> [Your goal]: Having found the line that holds "let scores: Vec<f64> = ctx", give that line and all lines after it again, word for word, through the end of the data below.

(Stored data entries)
-- Opening Marker --

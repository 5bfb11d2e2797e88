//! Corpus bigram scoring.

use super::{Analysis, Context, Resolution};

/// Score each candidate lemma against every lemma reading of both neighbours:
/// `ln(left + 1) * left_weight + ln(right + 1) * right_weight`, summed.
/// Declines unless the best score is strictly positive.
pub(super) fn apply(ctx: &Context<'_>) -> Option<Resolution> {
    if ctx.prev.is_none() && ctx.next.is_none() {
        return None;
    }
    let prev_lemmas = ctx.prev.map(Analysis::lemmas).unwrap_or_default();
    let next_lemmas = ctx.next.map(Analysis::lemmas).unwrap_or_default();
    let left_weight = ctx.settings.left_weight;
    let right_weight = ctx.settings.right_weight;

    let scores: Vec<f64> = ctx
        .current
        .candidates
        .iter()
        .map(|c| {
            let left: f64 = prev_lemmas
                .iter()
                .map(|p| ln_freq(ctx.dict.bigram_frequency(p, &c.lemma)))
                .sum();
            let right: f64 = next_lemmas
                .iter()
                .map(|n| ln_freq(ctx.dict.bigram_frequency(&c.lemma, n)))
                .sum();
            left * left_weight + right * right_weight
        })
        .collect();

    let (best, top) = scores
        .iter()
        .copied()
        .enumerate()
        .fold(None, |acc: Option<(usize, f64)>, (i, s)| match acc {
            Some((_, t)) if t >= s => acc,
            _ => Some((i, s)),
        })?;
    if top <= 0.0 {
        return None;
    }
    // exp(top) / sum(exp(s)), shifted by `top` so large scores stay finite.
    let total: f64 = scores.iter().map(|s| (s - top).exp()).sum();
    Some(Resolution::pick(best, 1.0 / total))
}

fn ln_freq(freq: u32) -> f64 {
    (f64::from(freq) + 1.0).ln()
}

-- Closing Marker --

> [Answer for the task]:
    let scores: Vec<f64> = ctx
        .current
        .candidates
        .iter()
        .map(|c| {
            let left: f64 = prev_lemmas
                .iter()
                .map(|p| ln_freq(ctx.dict.bigram_frequency(p, &c.lemma)))
                .sum();
            let right: f64 = next_lemmas
                .iter()
                .map(|n| ln_freq(ctx.dict.bigram_frequency(&c.lemma, n)))
                .sum();
            left * left_weight + right * right_weight
        })
        .collect();

    let (best, top) = scores
        .iter()
        .copied()
        .enumerate()
        .fold(None, |acc: Option<(usize, f64)>, (i, s)| match acc {
            Some((_, t)) if t >= s => acc,
            _ => Some((i, s)),
        })?;
    if top <= 0.0 {
        return None;
    }
    // exp(top) / sum(exp(s)), shifted by `top` so large scores stay finite.
    let total: f64 = scores.iter().map(|s| (s - top).exp()).sum();
    Some(Resolution::pick(best, 1.0 / total))
}

fn ln_freq(freq: u32) -> f64 {
    (f64::from(freq) + 1.0).ln()
}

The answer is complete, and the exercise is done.